## Directions
In the material below, find the line containing "let part = part.trim();" and the line containing "Some((k, v)) =>", then reproduce exactly both of them and every line between, and nothing else.

+-------+

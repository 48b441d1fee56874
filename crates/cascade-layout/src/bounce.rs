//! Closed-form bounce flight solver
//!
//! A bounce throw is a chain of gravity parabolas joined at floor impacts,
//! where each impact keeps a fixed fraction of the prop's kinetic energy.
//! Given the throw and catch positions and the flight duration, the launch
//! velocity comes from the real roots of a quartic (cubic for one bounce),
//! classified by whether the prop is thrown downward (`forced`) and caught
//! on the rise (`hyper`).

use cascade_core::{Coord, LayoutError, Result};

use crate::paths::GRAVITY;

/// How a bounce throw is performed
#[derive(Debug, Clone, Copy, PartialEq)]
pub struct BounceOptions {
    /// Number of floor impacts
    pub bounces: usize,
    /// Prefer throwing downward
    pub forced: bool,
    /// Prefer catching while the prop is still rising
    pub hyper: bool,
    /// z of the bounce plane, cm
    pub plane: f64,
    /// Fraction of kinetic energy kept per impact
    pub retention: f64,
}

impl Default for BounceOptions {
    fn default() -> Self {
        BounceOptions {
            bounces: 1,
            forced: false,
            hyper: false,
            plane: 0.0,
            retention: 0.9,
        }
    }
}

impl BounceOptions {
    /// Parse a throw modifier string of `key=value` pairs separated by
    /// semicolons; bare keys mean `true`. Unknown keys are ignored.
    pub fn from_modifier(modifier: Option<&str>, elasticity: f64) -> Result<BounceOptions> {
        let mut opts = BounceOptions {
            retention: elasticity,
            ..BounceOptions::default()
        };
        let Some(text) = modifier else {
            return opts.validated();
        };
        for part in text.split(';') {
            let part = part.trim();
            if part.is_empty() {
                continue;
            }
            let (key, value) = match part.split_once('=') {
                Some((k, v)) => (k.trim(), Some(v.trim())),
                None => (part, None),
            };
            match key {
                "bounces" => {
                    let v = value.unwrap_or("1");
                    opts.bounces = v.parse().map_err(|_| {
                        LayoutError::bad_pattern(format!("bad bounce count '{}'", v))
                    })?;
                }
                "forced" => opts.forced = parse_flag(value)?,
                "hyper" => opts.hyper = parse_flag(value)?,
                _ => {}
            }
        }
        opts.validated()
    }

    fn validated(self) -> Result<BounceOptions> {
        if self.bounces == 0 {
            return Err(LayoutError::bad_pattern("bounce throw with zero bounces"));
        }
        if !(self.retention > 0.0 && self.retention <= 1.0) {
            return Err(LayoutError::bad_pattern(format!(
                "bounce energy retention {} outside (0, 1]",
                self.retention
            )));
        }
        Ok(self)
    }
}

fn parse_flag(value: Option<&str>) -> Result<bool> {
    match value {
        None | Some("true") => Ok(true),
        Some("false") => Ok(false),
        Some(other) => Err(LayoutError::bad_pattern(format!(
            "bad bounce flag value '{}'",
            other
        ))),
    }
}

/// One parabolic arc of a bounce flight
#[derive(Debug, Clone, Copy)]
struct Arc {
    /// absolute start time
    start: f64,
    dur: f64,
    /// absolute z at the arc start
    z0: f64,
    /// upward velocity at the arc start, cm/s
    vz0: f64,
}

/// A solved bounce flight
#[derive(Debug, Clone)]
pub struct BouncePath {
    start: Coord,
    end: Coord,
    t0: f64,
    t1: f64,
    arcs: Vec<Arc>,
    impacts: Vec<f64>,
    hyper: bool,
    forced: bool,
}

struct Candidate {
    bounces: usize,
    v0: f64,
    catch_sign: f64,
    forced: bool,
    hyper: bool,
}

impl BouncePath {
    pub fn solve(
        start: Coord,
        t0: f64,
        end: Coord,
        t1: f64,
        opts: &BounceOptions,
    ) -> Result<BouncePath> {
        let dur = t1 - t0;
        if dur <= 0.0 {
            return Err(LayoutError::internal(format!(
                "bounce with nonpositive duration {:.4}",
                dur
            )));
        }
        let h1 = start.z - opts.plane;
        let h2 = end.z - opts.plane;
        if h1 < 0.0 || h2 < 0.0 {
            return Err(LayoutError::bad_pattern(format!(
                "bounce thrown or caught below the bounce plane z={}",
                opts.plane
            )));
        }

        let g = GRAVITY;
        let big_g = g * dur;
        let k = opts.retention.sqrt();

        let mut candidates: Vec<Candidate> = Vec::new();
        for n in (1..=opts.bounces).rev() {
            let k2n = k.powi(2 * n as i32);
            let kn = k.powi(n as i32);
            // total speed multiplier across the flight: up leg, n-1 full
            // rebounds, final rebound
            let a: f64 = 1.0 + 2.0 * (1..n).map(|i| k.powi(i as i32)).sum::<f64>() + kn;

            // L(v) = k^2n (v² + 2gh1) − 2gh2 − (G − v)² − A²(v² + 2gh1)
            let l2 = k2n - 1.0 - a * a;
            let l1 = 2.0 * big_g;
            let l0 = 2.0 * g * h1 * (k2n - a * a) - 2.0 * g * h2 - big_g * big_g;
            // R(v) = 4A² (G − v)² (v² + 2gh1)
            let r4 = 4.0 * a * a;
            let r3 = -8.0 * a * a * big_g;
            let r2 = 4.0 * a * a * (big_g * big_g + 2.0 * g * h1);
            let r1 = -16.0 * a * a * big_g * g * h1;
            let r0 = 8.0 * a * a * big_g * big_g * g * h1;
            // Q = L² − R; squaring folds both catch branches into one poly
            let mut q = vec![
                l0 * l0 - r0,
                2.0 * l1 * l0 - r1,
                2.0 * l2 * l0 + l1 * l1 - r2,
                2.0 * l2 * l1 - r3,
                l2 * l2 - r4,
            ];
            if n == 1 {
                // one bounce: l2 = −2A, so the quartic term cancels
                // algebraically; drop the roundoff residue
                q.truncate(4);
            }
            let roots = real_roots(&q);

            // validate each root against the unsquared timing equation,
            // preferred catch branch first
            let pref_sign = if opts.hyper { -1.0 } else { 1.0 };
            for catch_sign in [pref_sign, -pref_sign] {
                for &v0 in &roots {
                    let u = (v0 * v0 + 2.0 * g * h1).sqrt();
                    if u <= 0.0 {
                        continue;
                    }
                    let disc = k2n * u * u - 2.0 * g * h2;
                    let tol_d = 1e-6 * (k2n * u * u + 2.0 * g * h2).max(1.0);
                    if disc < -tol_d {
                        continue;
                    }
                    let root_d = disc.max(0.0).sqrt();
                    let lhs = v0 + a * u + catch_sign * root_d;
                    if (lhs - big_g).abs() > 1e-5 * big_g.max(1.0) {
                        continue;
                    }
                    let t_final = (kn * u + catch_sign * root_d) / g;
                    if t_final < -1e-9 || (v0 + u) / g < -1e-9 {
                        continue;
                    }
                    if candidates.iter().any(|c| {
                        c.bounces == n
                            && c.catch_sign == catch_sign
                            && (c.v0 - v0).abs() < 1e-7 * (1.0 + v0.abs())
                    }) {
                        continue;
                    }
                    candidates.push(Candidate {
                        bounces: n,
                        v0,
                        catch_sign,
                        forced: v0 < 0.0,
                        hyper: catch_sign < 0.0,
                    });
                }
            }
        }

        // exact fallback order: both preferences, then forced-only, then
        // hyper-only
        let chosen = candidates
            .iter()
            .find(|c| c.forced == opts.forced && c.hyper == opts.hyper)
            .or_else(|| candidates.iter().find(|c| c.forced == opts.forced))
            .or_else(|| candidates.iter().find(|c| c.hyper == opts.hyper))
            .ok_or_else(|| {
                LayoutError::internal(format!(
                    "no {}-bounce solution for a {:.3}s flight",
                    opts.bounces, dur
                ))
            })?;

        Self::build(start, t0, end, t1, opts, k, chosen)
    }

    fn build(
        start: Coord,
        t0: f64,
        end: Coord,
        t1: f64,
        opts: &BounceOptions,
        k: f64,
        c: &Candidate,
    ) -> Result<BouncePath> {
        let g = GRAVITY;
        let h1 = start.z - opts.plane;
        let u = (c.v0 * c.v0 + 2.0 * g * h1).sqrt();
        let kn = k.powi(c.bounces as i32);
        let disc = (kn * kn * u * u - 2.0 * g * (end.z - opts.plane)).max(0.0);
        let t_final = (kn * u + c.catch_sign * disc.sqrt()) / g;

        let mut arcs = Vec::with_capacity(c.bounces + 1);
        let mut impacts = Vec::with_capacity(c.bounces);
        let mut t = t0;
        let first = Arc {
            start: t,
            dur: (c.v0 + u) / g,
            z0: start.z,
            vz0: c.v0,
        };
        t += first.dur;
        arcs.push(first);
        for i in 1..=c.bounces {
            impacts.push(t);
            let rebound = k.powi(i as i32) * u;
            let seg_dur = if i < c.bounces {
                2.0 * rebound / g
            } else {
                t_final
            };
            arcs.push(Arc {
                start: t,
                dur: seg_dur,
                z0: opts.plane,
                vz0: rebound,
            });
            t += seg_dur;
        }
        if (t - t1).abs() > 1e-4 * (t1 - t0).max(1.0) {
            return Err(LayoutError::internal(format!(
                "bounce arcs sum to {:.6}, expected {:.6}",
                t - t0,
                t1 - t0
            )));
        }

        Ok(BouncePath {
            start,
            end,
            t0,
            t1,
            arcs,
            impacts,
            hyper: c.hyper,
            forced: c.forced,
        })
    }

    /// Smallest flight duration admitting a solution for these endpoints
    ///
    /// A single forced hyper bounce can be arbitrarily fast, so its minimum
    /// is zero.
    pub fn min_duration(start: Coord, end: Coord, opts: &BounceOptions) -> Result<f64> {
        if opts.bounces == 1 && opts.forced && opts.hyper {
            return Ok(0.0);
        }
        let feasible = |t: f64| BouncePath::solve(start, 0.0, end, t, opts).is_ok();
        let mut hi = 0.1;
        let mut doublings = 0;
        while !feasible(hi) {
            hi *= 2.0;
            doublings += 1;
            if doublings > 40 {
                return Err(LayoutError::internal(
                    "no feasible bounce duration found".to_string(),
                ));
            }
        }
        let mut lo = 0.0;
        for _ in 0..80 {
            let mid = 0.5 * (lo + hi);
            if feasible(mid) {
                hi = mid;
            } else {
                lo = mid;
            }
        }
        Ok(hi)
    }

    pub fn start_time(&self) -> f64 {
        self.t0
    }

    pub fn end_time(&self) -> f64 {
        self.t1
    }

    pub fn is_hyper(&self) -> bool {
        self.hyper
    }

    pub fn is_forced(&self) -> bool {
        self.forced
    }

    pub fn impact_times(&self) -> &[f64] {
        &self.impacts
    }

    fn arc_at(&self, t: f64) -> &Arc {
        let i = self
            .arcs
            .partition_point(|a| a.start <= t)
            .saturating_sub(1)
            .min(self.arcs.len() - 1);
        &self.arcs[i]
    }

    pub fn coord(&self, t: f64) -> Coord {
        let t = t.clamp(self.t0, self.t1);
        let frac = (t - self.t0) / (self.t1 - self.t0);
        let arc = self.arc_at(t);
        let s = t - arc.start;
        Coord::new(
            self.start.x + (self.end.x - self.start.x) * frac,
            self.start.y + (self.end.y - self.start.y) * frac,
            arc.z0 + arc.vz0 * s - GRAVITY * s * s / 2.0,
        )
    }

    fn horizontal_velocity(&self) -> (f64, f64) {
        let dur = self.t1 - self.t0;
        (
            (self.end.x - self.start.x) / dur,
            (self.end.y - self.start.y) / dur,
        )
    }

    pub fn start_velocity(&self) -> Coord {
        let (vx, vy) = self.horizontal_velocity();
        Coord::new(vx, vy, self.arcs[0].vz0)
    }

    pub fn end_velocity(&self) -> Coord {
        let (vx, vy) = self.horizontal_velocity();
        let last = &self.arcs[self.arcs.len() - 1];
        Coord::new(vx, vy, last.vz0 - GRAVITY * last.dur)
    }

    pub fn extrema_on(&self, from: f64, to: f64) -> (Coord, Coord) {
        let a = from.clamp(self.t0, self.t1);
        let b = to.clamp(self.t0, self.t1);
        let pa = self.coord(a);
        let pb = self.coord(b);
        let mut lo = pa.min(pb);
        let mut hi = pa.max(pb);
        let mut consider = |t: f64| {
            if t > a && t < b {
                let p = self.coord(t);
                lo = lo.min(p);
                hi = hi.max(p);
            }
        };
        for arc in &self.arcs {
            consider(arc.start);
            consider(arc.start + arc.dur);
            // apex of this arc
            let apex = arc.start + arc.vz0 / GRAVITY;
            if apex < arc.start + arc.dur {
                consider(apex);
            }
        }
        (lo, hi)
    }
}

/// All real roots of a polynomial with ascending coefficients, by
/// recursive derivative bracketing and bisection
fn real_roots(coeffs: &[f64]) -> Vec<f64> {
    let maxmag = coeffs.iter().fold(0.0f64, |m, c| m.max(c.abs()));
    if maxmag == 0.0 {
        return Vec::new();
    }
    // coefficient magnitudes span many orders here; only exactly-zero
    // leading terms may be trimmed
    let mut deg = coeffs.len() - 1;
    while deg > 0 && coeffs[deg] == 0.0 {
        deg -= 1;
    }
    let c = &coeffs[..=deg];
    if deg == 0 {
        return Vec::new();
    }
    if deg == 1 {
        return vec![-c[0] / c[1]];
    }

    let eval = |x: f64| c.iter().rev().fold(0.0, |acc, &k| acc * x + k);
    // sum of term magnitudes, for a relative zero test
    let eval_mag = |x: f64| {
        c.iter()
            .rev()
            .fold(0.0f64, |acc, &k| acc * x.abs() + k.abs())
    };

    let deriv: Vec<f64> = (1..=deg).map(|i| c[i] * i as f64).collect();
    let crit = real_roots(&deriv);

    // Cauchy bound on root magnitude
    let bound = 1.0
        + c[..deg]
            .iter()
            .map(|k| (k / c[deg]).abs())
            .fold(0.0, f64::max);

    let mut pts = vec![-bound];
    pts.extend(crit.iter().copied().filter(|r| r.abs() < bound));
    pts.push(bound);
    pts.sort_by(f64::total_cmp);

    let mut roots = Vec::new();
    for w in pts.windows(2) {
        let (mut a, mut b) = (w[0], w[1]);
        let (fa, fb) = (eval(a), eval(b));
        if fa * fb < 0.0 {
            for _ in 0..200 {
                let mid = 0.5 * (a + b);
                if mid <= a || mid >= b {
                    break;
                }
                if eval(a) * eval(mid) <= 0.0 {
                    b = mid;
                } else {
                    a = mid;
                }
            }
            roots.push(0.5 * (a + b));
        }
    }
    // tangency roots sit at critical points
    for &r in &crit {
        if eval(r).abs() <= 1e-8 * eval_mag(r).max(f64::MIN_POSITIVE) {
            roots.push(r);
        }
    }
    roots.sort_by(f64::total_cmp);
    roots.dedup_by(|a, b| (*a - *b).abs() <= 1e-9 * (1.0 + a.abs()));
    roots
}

+-------+

## The answer
            let part = part.trim();
            if part.is_empty() {
                continue;
            }
            let (key, value) = match part.split_once('=') {
                Some((k, v)) => (k.trim(), Some(v.trim())),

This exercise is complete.